REQUIRED ACTION
For each line in the data below that has the word "SocketAddr", copy that line.

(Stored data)
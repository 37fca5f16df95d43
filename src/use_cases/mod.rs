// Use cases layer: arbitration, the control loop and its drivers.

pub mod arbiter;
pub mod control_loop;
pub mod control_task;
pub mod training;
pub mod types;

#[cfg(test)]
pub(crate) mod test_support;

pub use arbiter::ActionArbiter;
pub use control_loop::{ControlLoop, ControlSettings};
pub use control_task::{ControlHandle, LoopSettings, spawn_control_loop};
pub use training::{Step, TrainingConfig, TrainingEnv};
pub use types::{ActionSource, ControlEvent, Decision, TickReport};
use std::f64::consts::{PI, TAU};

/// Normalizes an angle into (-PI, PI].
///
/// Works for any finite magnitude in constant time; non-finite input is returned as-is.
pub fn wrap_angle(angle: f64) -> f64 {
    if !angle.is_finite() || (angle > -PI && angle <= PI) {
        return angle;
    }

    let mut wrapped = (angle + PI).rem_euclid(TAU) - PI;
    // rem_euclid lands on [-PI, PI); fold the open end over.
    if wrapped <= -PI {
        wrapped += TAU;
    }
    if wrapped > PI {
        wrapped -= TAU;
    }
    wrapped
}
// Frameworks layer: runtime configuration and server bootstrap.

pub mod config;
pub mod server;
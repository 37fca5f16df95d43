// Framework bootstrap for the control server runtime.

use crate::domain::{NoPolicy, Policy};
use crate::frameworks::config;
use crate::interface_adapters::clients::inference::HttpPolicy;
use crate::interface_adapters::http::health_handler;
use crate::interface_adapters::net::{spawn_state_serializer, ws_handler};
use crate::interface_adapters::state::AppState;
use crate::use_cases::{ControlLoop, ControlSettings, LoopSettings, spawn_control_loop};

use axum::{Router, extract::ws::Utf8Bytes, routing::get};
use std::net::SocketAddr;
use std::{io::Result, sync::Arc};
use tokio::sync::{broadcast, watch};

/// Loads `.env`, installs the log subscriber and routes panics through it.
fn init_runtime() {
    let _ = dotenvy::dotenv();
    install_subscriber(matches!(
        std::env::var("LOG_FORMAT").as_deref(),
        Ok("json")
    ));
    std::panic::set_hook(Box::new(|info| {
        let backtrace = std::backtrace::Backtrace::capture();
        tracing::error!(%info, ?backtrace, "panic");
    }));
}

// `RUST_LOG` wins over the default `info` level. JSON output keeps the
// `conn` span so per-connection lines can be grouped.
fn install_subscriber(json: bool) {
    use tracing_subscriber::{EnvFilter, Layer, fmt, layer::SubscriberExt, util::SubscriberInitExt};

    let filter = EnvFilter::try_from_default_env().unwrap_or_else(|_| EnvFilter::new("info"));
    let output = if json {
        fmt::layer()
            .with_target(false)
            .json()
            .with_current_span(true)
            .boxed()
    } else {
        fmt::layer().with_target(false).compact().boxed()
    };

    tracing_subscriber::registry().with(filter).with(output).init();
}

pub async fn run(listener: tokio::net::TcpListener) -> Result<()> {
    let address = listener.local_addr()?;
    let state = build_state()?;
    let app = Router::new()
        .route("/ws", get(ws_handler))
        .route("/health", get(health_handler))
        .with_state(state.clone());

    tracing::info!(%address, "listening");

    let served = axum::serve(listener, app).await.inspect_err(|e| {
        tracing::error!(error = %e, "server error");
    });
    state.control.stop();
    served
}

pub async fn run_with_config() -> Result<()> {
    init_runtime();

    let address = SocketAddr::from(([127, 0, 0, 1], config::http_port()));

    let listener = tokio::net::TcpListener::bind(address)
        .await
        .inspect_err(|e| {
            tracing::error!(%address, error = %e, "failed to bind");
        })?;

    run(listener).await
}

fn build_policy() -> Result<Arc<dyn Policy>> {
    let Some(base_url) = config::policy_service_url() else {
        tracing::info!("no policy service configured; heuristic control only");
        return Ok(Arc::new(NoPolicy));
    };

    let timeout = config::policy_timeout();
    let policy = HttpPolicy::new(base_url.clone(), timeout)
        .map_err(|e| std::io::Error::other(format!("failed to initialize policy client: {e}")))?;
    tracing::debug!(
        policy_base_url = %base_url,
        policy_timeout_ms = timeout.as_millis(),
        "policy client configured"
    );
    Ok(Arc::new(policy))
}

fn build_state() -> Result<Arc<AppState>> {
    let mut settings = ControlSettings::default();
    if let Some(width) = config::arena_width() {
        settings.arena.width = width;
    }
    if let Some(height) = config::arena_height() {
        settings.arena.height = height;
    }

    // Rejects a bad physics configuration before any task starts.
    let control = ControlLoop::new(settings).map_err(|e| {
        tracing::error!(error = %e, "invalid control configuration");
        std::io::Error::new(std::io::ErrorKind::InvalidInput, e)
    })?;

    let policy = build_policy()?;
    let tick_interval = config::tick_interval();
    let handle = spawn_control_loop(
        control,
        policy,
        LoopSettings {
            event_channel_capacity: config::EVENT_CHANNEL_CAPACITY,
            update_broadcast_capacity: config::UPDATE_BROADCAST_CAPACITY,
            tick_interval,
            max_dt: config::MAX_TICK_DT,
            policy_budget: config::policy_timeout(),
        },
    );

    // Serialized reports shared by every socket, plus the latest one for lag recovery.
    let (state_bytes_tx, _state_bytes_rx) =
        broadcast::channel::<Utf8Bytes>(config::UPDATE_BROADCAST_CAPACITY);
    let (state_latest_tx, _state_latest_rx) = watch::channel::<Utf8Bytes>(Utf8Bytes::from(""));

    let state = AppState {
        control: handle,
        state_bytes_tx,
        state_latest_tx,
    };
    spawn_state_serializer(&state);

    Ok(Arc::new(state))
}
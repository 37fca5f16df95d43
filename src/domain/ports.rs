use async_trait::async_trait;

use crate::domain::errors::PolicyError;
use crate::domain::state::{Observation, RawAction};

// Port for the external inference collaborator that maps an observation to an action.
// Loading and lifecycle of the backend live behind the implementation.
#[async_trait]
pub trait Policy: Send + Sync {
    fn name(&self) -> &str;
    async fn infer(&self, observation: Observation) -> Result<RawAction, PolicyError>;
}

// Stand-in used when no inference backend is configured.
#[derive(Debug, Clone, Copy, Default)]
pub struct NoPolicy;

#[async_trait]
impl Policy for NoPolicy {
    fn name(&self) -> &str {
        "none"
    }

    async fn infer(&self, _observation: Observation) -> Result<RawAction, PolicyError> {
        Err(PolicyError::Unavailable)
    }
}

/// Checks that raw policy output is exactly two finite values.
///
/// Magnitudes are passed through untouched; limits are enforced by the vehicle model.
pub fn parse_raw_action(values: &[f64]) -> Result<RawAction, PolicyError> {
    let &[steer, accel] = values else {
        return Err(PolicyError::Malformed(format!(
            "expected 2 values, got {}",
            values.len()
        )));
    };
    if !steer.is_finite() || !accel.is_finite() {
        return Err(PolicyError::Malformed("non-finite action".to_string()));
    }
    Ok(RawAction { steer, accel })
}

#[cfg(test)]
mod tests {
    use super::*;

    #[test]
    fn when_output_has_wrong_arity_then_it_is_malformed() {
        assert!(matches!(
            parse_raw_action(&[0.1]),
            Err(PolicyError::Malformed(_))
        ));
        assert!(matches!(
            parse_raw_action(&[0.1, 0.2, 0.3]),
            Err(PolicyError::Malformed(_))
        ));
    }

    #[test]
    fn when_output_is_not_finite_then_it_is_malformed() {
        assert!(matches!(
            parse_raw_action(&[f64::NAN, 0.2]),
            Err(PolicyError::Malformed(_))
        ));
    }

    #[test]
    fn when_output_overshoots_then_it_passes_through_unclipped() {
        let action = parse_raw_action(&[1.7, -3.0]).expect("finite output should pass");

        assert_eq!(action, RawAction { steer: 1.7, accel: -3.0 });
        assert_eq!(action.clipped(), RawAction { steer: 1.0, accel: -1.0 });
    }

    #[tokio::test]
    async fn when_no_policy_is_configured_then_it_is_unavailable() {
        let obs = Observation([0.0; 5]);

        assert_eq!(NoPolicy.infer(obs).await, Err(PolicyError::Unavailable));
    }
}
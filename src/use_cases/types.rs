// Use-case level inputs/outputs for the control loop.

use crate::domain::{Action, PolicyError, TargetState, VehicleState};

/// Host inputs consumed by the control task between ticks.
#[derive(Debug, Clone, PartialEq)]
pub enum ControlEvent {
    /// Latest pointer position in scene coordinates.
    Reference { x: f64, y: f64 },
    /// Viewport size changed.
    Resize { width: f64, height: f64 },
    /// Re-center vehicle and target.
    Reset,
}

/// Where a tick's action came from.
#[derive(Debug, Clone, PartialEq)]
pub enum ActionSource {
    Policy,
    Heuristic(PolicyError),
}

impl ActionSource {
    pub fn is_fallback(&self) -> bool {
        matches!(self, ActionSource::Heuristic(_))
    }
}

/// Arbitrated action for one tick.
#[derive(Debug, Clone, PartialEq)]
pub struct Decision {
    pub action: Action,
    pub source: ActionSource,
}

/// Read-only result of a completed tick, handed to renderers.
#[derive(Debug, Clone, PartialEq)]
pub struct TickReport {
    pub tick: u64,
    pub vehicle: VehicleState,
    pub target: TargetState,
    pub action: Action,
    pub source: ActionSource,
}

WORKED SOLUTION
use std::net::SocketAddr;
    let address = SocketAddr::from(([127, 0, 0, 1], config::http_port()));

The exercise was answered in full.